> WHAT THE TASK REQUIRES
In the data that follows, count the lines in which the word "CloudError" occurs, and report that figure alone.

INFORMATION: Begin

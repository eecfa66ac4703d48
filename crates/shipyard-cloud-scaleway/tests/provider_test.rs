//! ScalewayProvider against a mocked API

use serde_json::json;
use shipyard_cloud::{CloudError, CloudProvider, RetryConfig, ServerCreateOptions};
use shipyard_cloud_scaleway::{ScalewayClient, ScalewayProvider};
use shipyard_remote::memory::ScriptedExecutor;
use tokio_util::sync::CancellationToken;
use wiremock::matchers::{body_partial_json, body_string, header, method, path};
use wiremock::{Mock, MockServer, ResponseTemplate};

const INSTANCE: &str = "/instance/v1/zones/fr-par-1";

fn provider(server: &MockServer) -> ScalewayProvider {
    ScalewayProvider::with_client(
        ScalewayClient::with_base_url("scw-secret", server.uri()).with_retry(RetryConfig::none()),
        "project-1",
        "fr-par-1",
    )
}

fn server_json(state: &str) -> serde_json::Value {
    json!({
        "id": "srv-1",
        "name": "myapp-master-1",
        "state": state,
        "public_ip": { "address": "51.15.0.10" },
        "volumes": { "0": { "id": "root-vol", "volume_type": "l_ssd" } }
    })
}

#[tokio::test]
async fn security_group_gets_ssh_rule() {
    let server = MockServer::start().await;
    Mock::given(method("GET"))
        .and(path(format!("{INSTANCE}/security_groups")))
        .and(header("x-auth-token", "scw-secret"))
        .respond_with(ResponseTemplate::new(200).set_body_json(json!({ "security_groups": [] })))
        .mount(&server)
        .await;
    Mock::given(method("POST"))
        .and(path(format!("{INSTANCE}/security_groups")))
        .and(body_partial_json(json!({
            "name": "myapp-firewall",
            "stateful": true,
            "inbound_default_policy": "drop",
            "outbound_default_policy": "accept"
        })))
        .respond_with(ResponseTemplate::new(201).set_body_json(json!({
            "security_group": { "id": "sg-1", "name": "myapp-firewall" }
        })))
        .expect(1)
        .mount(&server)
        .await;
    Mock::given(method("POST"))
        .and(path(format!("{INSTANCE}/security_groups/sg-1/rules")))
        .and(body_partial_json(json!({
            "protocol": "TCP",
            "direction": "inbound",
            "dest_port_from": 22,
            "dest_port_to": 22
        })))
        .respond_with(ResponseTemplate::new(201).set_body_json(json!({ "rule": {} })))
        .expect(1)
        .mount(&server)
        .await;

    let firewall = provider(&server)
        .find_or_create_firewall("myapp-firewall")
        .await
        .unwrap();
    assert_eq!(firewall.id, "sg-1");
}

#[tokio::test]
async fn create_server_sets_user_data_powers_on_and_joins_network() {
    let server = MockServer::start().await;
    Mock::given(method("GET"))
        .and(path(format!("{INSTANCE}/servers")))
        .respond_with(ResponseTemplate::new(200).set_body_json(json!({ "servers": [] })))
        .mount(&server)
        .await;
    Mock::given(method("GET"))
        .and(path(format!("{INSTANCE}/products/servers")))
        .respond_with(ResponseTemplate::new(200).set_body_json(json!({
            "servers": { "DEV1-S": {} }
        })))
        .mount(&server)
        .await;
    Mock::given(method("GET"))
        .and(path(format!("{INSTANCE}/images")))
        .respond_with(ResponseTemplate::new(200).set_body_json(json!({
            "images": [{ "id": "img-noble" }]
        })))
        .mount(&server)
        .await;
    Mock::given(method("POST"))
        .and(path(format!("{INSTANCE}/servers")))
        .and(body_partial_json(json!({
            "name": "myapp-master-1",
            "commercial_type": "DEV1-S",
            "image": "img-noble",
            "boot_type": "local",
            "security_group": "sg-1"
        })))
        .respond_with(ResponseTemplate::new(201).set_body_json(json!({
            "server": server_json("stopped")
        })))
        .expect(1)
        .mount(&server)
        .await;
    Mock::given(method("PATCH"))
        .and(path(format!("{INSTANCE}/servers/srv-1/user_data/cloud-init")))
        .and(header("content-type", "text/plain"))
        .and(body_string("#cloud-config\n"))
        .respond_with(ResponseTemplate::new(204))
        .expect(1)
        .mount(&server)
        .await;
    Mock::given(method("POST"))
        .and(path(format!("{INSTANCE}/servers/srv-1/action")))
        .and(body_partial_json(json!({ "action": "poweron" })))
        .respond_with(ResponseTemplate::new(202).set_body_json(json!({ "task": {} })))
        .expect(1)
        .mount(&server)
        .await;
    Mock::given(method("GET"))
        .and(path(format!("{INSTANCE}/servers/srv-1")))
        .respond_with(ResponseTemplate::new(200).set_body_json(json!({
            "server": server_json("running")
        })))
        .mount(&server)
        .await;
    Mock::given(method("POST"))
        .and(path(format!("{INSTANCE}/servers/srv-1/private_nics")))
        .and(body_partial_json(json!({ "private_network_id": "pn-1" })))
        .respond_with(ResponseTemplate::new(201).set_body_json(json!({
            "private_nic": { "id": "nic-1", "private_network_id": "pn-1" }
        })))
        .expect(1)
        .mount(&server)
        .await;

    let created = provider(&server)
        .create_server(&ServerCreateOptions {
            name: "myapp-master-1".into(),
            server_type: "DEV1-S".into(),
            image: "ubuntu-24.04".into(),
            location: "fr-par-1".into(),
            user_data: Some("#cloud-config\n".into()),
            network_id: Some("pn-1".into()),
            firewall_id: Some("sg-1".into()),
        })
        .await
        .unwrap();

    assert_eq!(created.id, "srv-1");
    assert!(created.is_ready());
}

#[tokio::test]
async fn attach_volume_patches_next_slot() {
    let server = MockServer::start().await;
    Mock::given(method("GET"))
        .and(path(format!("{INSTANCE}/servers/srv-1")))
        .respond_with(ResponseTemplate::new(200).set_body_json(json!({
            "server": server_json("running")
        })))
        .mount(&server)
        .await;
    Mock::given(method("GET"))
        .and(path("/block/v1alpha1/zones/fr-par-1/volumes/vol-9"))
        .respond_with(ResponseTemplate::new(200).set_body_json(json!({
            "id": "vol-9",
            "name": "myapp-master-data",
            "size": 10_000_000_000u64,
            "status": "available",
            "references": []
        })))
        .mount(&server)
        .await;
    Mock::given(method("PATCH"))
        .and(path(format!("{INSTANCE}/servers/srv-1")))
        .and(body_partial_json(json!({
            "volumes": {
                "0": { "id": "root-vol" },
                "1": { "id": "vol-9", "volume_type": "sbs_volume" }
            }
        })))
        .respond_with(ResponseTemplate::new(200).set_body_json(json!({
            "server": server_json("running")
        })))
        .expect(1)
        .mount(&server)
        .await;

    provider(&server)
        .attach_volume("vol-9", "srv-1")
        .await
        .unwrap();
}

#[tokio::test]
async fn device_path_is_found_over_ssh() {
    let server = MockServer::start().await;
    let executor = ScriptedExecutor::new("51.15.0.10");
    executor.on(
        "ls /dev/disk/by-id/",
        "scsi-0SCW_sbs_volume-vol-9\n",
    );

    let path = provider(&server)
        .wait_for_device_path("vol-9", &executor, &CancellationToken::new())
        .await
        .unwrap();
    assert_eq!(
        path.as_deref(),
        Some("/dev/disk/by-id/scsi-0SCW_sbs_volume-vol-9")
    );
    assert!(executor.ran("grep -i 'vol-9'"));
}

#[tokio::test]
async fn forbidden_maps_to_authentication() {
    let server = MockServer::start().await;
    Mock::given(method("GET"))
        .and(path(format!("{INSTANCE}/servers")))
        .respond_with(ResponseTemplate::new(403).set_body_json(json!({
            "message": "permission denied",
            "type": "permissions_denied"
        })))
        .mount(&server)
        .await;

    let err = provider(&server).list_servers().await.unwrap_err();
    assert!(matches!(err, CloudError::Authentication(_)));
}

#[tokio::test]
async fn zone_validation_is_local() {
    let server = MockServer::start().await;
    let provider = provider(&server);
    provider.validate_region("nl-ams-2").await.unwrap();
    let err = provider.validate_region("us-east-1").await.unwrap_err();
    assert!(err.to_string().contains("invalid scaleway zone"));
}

INFORMATION: End

> OUTPUT FOR THIS EXERCISE
2